Coping with the death of a loved one is difficult at the best of times and small injustices can become magnified many times over, here we have the case of a lady from Pontypool in Wales, who was organising the burial of her disabled brother’s ashes and because her brother had lived away from the area the local authority charged her double the price for a standard interment.

Gill Willmott’s brother who had Down’s syndrome passed away in June this year, she wanted him laid to rest in the same plot as her parents, but was told instead of the standard £256 charge, she would need to pay an additional £256 because her brother lived away from the area and did not die there.

Mrs Willmott was furious, she said:  “When the funeral director came to say I had to pay an extra £256 I couldn’t believe it.
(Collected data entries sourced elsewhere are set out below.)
//! Editor integration boundary
//!
//! The editor reports snapshots as [`EditorEvent`]s and receives a small set
//! of commands through [`EditorHost`]. The binary speaks a JSON-lines
//! protocol over stdio (see [`protocol`]); tests use recording hosts.

pub mod event;
pub mod protocol;

pub use event::{CompletedItem, EditorEvent, Selection};
pub use protocol::{parse_event, HostCommand, StdioHost};

use crate::Result;

/// Editor global variable that mirrors the cursor suppression flag
pub const IGNORE_CURSOR_VAR: &str = "ignorecursorevent";

/// Editor variable that receives captured command output
pub const OUTPUT_VAR: &str = "nvsr_outvar";

/// Commands the speech layer issues to the editor
pub trait EditorHost {
    /// Set or clear the "ignore next cursor event" flag
    fn set_ignore_cursor_event(&mut self, ignore: bool) -> Result<()>;

    /// Start redirecting command output into `var`
    fn begin_capture(&mut self, var: &str) -> Result<()>;

    /// Stop redirecting command output
    fn end_capture(&mut self) -> Result<()>;
}
//! Concrete speech engines

// Screen reader output service via the tts crate
pub mod service;

// espeak command line synthesizer
pub mod espeak;

// macOS `say` command line synthesizer
pub mod say;

use crate::{NvsrError, Result};
use log::{debug, error};
use std::process::{Child, Command, Stdio};

/// Synthesizer processes that have been spawned and not yet reaped
///
/// Command line backends never wait on their children. Finished ones are
/// collected on the next dispatch.
#[derive(Default)]
pub struct Utterances {
    running: Vec<Child>,
}

impl Utterances {
    pub fn new() -> Self {
        Self::default()
    }

    /// Start one synthesizer process and keep its handle
    pub fn spawn(&mut self, program: &str, args: &[String]) -> Result<()> {
        let mut cmd = Command::new(program);
        cmd.args(args);
        cmd.stdin(Stdio::null());
        cmd.stdout(Stdio::null());
        cmd.stderr(Stdio::null());

        match cmd.spawn() {
            Ok(child) => {
                debug!("{} process started (pid {})", program, child.id());
                self.running.push(child);
                Ok(())
            }
            Err(e) => {
                error!("Failed to spawn {}: {}", program, e);
                Err(NvsrError::BackendUnavailable(format!(
                    "Failed to start {}: {}",
                    program, e
                )))
            }
        }
    }

    /// Drop handles of processes that have exited
    pub fn reap(&mut self) {
        self.running
            .retain_mut(|child| matches!(child.try_wait(), Ok(None)));
    }

    /// Kill every process still speaking
    pub fn cancel_all(&mut self) {
        for mut child in self.running.drain(..) {
            debug!("Killing synthesizer process {}", child.id());
            match child.kill() {
                Ok(_) => {
                    let _ = child.wait(); // Clean up zombie
                }
                Err(e) => {
                    debug!("Failed to kill synthesizer process: {}", e);
                }
            }
        }
    }

    pub fn is_empty(&self) -> bool {
        self.running.is_empty()
    }
}

#[cfg(test)]
mod tests {
    use super::*;

    #[test]
    fn test_spawn_missing_program() {
        let mut utterances = Utterances::new();
        let result = utterances.spawn("nvsr-no-such-synthesizer", &["hi".to_string()]);
        assert!(matches!(result, Err(NvsrError::BackendUnavailable(_))));
        assert!(utterances.is_empty());
    }

    #[test]
    fn test_reap_and_cancel_empty() {
        let mut utterances = Utterances::new();
        utterances.reap();
        utterances.cancel_all();
        assert!(utterances.is_empty());
    }
}
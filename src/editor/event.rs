//! Inbound editor events

use serde::Deserialize;

/// One editor event with the snapshot it needs
///
/// Serialized with an `"event"` tag, e.g.
/// `{"event":"cursor_moved","line":"hello","row":1,"col":4}`.
#[derive(Debug, Clone, PartialEq, Deserialize)]
#[serde(tag = "event", rename_all = "snake_case")]
pub enum EditorEvent {
    /// Cursor position when the session attaches
    SessionStart { line: String, row: usize, col: usize },

    /// Cursor moved in normal or insert mode (1-based row and char column)
    CursorMoved { line: String, row: usize, col: usize },

    /// Text was yanked or deleted
    TextYankPost {
        operator: String,
        #[serde(default)]
        regcontents: Vec<String>,
    },

    /// A character is about to be inserted at `col` (1-based char column)
    InsertCharPre {
        #[serde(rename = "char")]
        ch: String,
        col: usize,
        line: String,
    },

    /// Insert-mode completion finished
    CompleteDone {
        #[serde(default)]
        item: Option<CompletedItem>,
    },

    /// Command line opened
    CmdlineEnter,

    /// Command line closed; `output` is the captured text with NUL line breaks
    CmdlineLeave {
        #[serde(default)]
        output: Option<String>,
    },

    InsertEnter,
    InsertLeave,

    /// Buffer indentation settings changed
    IndentSettings { expandtab: bool, shiftwidth: usize },

    /// An editor global variable overrides an option
    SetOption {
        name: String,
        value: serde_json::Value,
    },

    /// Speak arbitrary text
    Speak { text: String },

    /// Speak the current line
    SpeakLine { line: String },

    /// Speak the current line slowly with brackets named
    SpeakLineDetail { line: String },

    /// Speak each line of the visual selection
    SpeakRange { selection: Selection },

    /// Speak each line of the visual selection slowly with brackets named
    SpeakRangeDetail { selection: Selection },

    /// Speak a description produced by the code explainer
    SpeakExplanation { text: String },

    /// Turn speech output on or off
    ToggleSpeech,
}

/// A completion item: either a full record or a bare word
#[derive(Debug, Clone, PartialEq, Eq, Deserialize)]
#[serde(untagged)]
pub enum CompletedItem {
    Word(String),
    Record {
        #[serde(default)]
        word: String,
    },
}

impl CompletedItem {
    /// Text to speak for this item
    pub fn label(&self) -> &str {
        match self {
            CompletedItem::Word(word) => word,
            CompletedItem::Record { word } => word,
        }
    }
}

/// Lines between the `<` and `>` marks with the mark byte columns
#[derive(Debug, Clone, Default, PartialEq, Eq, Deserialize)]
pub struct Selection {
    pub lines: Vec<String>,
    pub start_col: usize,
    pub end_col: usize,
}

impl Selection {
    /// Selected text, one entry per line
    ///
    /// A single line is cut to `start_col..end_col`; otherwise the first line
    /// starts at `start_col` and the last line stops at `end_col`.
    pub fn text_lines(&self) -> Vec<String> {
        let mut lines = self.lines.clone();

        match lines.len() {
            0 => {}
            1 => lines[0] = slice_line(&lines[0], self.start_col, Some(self.end_col)),
            n => {
                lines[0] = slice_line(&lines[0], self.start_col, None);
                lines[n - 1] = slice_line(&lines[n - 1], 0, Some(self.end_col));
            }
        }

        lines
    }
}

/// Byte slice clamped to the line and rounded down to char boundaries
fn slice_line(line: &str, start: usize, end: Option<usize>) -> String {
    let floor = |mut idx: usize| {
        idx = idx.min(line.len());
        while !line.is_char_boundary(idx) {
            idx -= 1;
        }
        idx
    };

    let start = floor(start);
    let end = floor(end.unwrap_or(line.len()));
    if start >= end {
        return String::new();
    }
    line[start..end].to_string()
}

#[cfg(test)]
mod tests {
    use super::*;

    #[test]
    fn test_single_line_selection() {
        let selection = Selection {
            lines: vec!["let x = 1;".to_string()],
            start_col: 4,
            end_col: 5,
        };
        assert_eq!(selection.text_lines(), vec!["x"]);
    }

    #[test]
    fn test_multi_line_selection() {
        let selection = Selection {
            lines: vec!["fn main() {".to_string(), "    x();".to_string(), "}".to_string()],
            start_col: 3,
            end_col: 1,
        };
        assert_eq!(selection.text_lines(), vec!["main() {", "    x();", "}"]);
    }

    #[test]
    fn test_selection_clamps_columns() {
        let selection = Selection {
            lines: vec!["héllo".to_string()],
            start_col: 2,
            end_col: 99,
        };
        // Byte 2 is inside 'é', rounded down to its start
        assert_eq!(selection.text_lines(), vec!["éllo"]);

        assert!(Selection::default().text_lines().is_empty());
    }

    #[test]
    fn test_completed_item_label() {
        let item: CompletedItem = serde_json::from_str(r#"{"word":"println","kind":"f"}"#).unwrap();
        assert_eq!(item.label(), "println");

        let item: CompletedItem = serde_json::from_str(r#""foo""#).unwrap();
        assert_eq!(item.label(), "foo");

        let item: CompletedItem = serde_json::from_str("{}").unwrap();
        assert_eq!(item.label(), "");
    }
}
At the time I just paid it as I had just lost my brother and I was grieving – he was a big part of my life.

“I was born in Torfaen; I’ve lived here all my life – my brother was from Torfaen but as he had Down’s syndrome he moved away for specialist care in Newport. It was only 15 minutes away – a couple of miles outside of Torfaen.”

She added: “I’ve been ripped off, it’s not right and my worry is that other people haven’t queried it.”
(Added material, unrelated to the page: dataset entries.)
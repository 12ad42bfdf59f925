// SPDX-License-Identifier: GPL-3.0-or-later
// src/domain/selection.rs
//
// Normalized selection state: position, zoom, and change notification.

use crate::constant::{MOVE_SPEED, PRECISE_FACTOR, ZOOM_DEFAULT, ZOOM_MIN, ZOOM_SPEED};

use super::vec2::Vec2;

/// Reference point of the selection rectangle held fixed during a zoom.
#[derive(Debug, Clone, Copy, PartialEq, Eq, Default)]
pub enum ZoomAnchor {
    #[default]
    Center,
    NorthWest,
    NorthEast,
    SouthWest,
    SouthEast,
}

impl ZoomAnchor {
    /// Anchor point in `[0,1]²` relative to the selection rectangle.
    pub fn point(self) -> Vec2 {
        match self {
            ZoomAnchor::Center => Vec2::splat(0.5),
            ZoomAnchor::NorthWest => Vec2::new(0.0, 0.0),
            ZoomAnchor::NorthEast => Vec2::new(1.0, 0.0),
            ZoomAnchor::SouthWest => Vec2::new(0.0, 1.0),
            ZoomAnchor::SouthEast => Vec2::new(1.0, 1.0),
        }
    }
}

/// Handle returned by [`Selection::register_onchange_handler`], used to
/// unregister the listener again.
#[derive(Debug, Clone, Copy, PartialEq, Eq)]
pub struct ListenerHandle(u64);

/// The authoritative selection rectangle in normalized wallpaper space.
///
/// `position` is the top-left corner and `zoom` the side length, both in
/// `[0,1]` per axis. Every mutation falls through one clamping choke point:
/// zoom is clamped into `[ZOOM_MIN, 1]` first, then position into
/// `[0, 1 - zoom]` using the already clamped zoom. Out-of-range input is
/// corrected, never rejected; registered listeners are notified exactly once
/// per mutating call.
pub struct Selection {
    position: Vec2,
    zoom: f64,
    // Last values that passed the clamp; non-finite mutation results are
    // rolled back to these.
    committed_position: Vec2,
    committed_zoom: f64,
    aspect_ratio: f64,
    listeners: Vec<(u64, Box<dyn FnMut()>)>,
    next_listener_id: u64,
}

impl Selection {
    /// New selection at default zoom, centered in the wallpaper.
    ///
    /// `aspect_ratio` is the wallpaper's pixel width divided by its height;
    /// it compensates vertical movement so a step covers the same visual
    /// distance on both axes.
    pub fn new(aspect_ratio: f64) -> Self {
        let position = Vec2::splat((1.0 - ZOOM_DEFAULT) / 2.0);
        Self {
            position,
            zoom: ZOOM_DEFAULT,
            committed_position: position,
            committed_zoom: ZOOM_DEFAULT,
            aspect_ratio,
            listeners: Vec::new(),
            next_listener_id: 0,
        }
    }

    pub fn position(&self) -> Vec2 {
        self.position
    }

    pub fn zoom(&self) -> f64 {
        self.zoom
    }

    pub fn aspect_ratio(&self) -> f64 {
        self.aspect_ratio
    }

    /// Center of the selection rectangle in normalized wallpaper space.
    pub fn center(&self) -> Vec2 {
        self.position + Vec2::splat(self.zoom / 2.0)
    }

    /// Subscribe a listener invoked after every mutation. Iteration order
    /// across listeners is unspecified.
    pub fn register_onchange_handler(
        &mut self,
        callback: impl FnMut() + 'static,
    ) -> ListenerHandle {
        let id = self.next_listener_id;
        self.next_listener_id += 1;
        self.listeners.push((id, Box::new(callback)));
        ListenerHandle(id)
    }

    /// Remove a previously registered listener. Unknown handles are ignored.
    pub fn unregister_onchange_handler(&mut self, handle: ListenerHandle) {
        self.listeners.retain(|(id, _)| *id != handle.0);
    }

    /// Set the position directly; clamping is the defined correction.
    pub fn set_position(&mut self, position: Vec2) {
        self.position = position;
        self.on_change();
    }

    /// Add `delta` to the position.
    ///
    /// Unless `ignore_aspect_ratio` is set, `delta.y` is scaled by the
    /// aspect ratio first: normalization is independent per axis while the
    /// display enforces one consistent aspect ratio, so an uncompensated
    /// vertical step would cover a different visual distance than a
    /// horizontal one. Pointer drags pass `ignore_aspect_ratio = true`
    /// because their deltas are already in display proportions.
    pub fn move_by(&mut self, mut delta: Vec2, ignore_aspect_ratio: bool) {
        if !ignore_aspect_ratio {
            delta.y *= self.aspect_ratio;
        }
        self.position += delta;
        self.on_change();
    }

    pub fn move_left(&mut self, precise: bool) {
        self.move_by(Vec2::new(-Self::move_step(precise), 0.0), false);
    }

    pub fn move_right(&mut self, precise: bool) {
        self.move_by(Vec2::new(Self::move_step(precise), 0.0), false);
    }

    pub fn move_up(&mut self, precise: bool) {
        self.move_by(Vec2::new(0.0, -Self::move_step(precise)), false);
    }

    pub fn move_down(&mut self, precise: bool) {
        self.move_by(Vec2::new(0.0, Self::move_step(precise)), false);
    }

    /// Set the zoom to an absolute value, anchored at `anchor`.
    pub fn set_zoom(&mut self, zoom: f64, anchor: ZoomAnchor) {
        self.zoom_by(zoom - self.zoom, anchor);
    }

    /// Change the zoom by `delta` while keeping the anchor point of the
    /// selection rectangle visually fixed.
    ///
    /// The fixed point is `position + anchor_point * zoom`, so the position
    /// shifts by `-delta * anchor_point` per axis. The shift is isotropic;
    /// no aspect compensation applies.
    pub fn zoom_by(&mut self, delta: f64, anchor: ZoomAnchor) {
        self.zoom += delta;
        self.position += -anchor.point() * delta;
        self.on_change();
    }

    pub fn zoom_increase(&mut self, precise: bool, anchor: ZoomAnchor) {
        self.zoom_by(Self::zoom_step(precise), anchor);
    }

    pub fn zoom_decrease(&mut self, precise: bool, anchor: ZoomAnchor) {
        self.zoom_by(-Self::zoom_step(precise), anchor);
    }

    fn move_step(precise: bool) -> f64 {
        if precise {
            MOVE_SPEED * PRECISE_FACTOR
        } else {
            MOVE_SPEED
        }
    }

    fn zoom_step(precise: bool) -> f64 {
        if precise {
            ZOOM_SPEED * PRECISE_FACTOR
        } else {
            ZOOM_SPEED
        }
    }

    /// Single clamping choke point all mutations fall through.
    ///
    /// Non-finite components never commit; they roll back to the last
    /// clamped value so NaN from an overflowing delta cannot poison the
    /// state or the clamp bounds. Zoom is clamped before position so a
    /// zoom-out that would imply negative position slack is resolved
    /// before the position clamp runs.
    fn on_change(&mut self) {
        if !self.zoom.is_finite() {
            self.zoom = self.committed_zoom;
        }
        if !self.position.x.is_finite() {
            self.position.x = self.committed_position.x;
        }
        if !self.position.y.is_finite() {
            self.position.y = self.committed_position.y;
        }

        self.zoom = self.zoom.clamp(ZOOM_MIN, 1.0);
        self.position = self
            .position
            .clamp(Vec2::ZERO, Vec2::splat(1.0 - self.zoom));
        self.committed_zoom = self.zoom;
        self.committed_position = self.position;

        for (_, callback) in &mut self.listeners {
            callback();
        }
    }
}

impl std::fmt::Debug for Selection {
    fn fmt(&self, f: &mut std::fmt::Formatter<'_>) -> std::fmt::Result {
        f.debug_struct("Selection")
            .field("position", &self.position)
            .field("zoom", &self.zoom)
            .field("aspect_ratio", &self.aspect_ratio)
            .field("listeners", &self.listeners.len())
            .finish()
    }
}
However, it appears there had been an oversight, whilst the council does have a policy for ‘non-residents’, this doubling fee does not apply to people who have moved out of the county through no fault of their own such as due to ill health or disability.

Mrs Willmott’s brother had been living in Newport for the past 20 years for specialist care.

When the paper contacted the council they said: “We were not aware of Mr Willmott’s personal circumstances when the burial was booked and apologise for the additional charge. Had we been made aware, the family would not have been required to pay the additional fee.

“We will contact the family so we can discuss the matter in person.”

I can see why Mrs Willmott got cross, the policy seemed very unfair, turns out it was an administrative error, which is still very frustrating but a lot better than an uncaring or belligerent policy. One thing, the paper’s leader is slightly misleading. Although “Council make insensitive blunder and then aims to sort it out” doesn’t sell papers.